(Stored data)
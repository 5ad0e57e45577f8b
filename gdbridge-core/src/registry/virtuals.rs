/*
 * Copyright (c) godot-rust; Bromeon and contributors.
 * This Source Code Form is subject to the terms of the Mozilla Public
 * License, v. 2.0. If a copy of the MPL was not distributed with this
 * file, You can obtain one at https://mozilla.org/MPL/2.0/.
 */

use std::fmt;
use std::sync::atomic::{AtomicBool, Ordering};
use std::sync::Arc;

use crate::meta::error::CallError;
use crate::meta::CallContext;
use crate::sys;
use sys::{ArgumentMetadata, ParamMeta, ReturnMeta, SlotType};

/// Signature of a virtual method that an engine class declares and user classes may override.
///
/// The engine passes arguments and expects the return value in the same slot layout as for outbound calls, so the
/// declaration uses the same [`ParamMeta`] and [`ReturnMeta`] as method specs.
#[derive(Copy, Clone, Debug)]
pub struct VirtualMethodSpec {
    pub name: &'static str,
    pub params: &'static [ParamMeta],
    pub ret: ReturnMeta,
}

impl VirtualMethodSpec {
    pub const fn new(name: &'static str, params: &'static [ParamMeta], ret: ReturnMeta) -> Self {
        Self { name, params, ret }
    }

    /// `(slot type, metadata)` of each parameter, then of the return value.
    pub fn frame_signature(&self) -> (Vec<(SlotType, ArgumentMetadata)>, (SlotType, ArgumentMetadata)) {
        let params = self.params.iter().map(|p| (p.ty, p.metadata)).collect();
        (params, (self.ret.ty, self.ret.metadata))
    }
}

impl fmt::Display for VirtualMethodSpec {
    fn fmt(&self, f: &mut fmt::Formatter<'_>) -> fmt::Result {
        let params = sys::join_with(self.params.iter(), ", ", |p| format!("{}: {}", p.name, p.ty));
        write!(f, "{}({params})", self.name)?;

        if !self.ret.ty.is_void() {
            write!(f, " -> {}", self.ret.ty)?;
        }
        Ok(())
    }
}

/// Where a `(class, virtual method)` pair stands.
///
/// Moves from `Unregistered` to `Registered` when a user class declares the override, and to `Invoked` on the first call
/// from the engine.
#[derive(Copy, Clone, Eq, PartialEq, Debug)]
pub enum VirtualState {
    Unregistered,
    Registered,
    Invoked,
}

// ----------------------------------------------------------------------------------------------------------------------------------------------

type ErasedVirtual<T> = Box<
    dyn Fn(&mut T, *const sys::GDExtensionConstTypePtr, sys::GDExtensionTypePtr, &CallContext) -> Result<(), CallError>,
>;

/// Type-erased override of one virtual method, bound to the user class `T`.
///
/// The engine holds a pointer to this entry as "virtual call data" and hands it back on every call.
pub(crate) struct VirtualEntry<T> {
    method_name: &'static str,
    invoke: ErasedVirtual<T>,
    invoked: Arc<AtomicBool>,
}

impl<T> VirtualEntry<T> {
    pub(crate) fn new(method_name: &'static str, invoke: ErasedVirtual<T>) -> Self {
        Self {
            method_name,
            invoke,
            invoked: Arc::new(AtomicBool::new(false)),
        }
    }

    pub(crate) fn method_name(&self) -> &'static str {
        self.method_name
    }

    /// Flag shared with the class registry, for [`VirtualState`] queries.
    pub(crate) fn invoked_flag(&self) -> Arc<AtomicBool> {
        self.invoked.clone()
    }

    /// # Safety
    /// `args` and `ret` must match the frame signature this entry was validated against.
    pub(crate) unsafe fn call(
        &self,
        instance: &mut T,
        args: *const sys::GDExtensionConstTypePtr,
        ret: sys::GDExtensionTypePtr,
        call_ctx: &CallContext,
    ) -> Result<(), CallError> {
        self.invoked.store(true, Ordering::Release);
        (self.invoke)(instance, args, ret, call_ctx)
    }
}

#[cfg(test)]
mod tests {
    use super::*;
    use sys::{DefaultArg, VariantType};

    static PROCESS: VirtualMethodSpec = VirtualMethodSpec::new(
        "_process",
        &[ParamMeta::value("delta", VariantType::Float)],
        ReturnMeta::VOID,
    );

    static GET: VirtualMethodSpec = VirtualMethodSpec::new(
        "_get",
        &[ParamMeta::value("property", VariantType::StringName).with_default(DefaultArg::Empty)],
        ReturnMeta::owned(SlotType::Variant),
    );

    #[test]
    fn display_signature() {
        assert_eq!(PROCESS.to_string(), "_process(delta: float)");
        assert_eq!(GET.to_string(), "_get(property: StringName) -> Variant");
    }

    #[test]
    fn frame_signature_of_spec() {
        let (params, ret) = PROCESS.frame_signature();
        assert_eq!(params, vec![(SlotType::Value(VariantType::Float), ArgumentMetadata::None)]);
        assert_eq!(ret, (SlotType::VOID, ArgumentMetadata::None));
    }
}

Directions for this task: Using the data above, repeat exactly the lines that begin at the line with "use std::sync::Arc;" and end at the line with "pub params: &'static", both ends included.

Written solution:
use std::sync::Arc;

use crate::meta::error::CallError;
use crate::meta::CallContext;
use crate::sys;
use sys::{ArgumentMetadata, ParamMeta, ReturnMeta, SlotType};

/// Signature of a virtual method that an engine class declares and user classes may override.
///
/// The engine passes arguments and expects the return value in the same slot layout as for outbound calls, so the
/// declaration uses the same [`ParamMeta`] and [`ReturnMeta`] as method specs.
#[derive(Copy, Clone, Debug)]
pub struct VirtualMethodSpec {
    pub name: &'static str,
    pub params: &'static [ParamMeta],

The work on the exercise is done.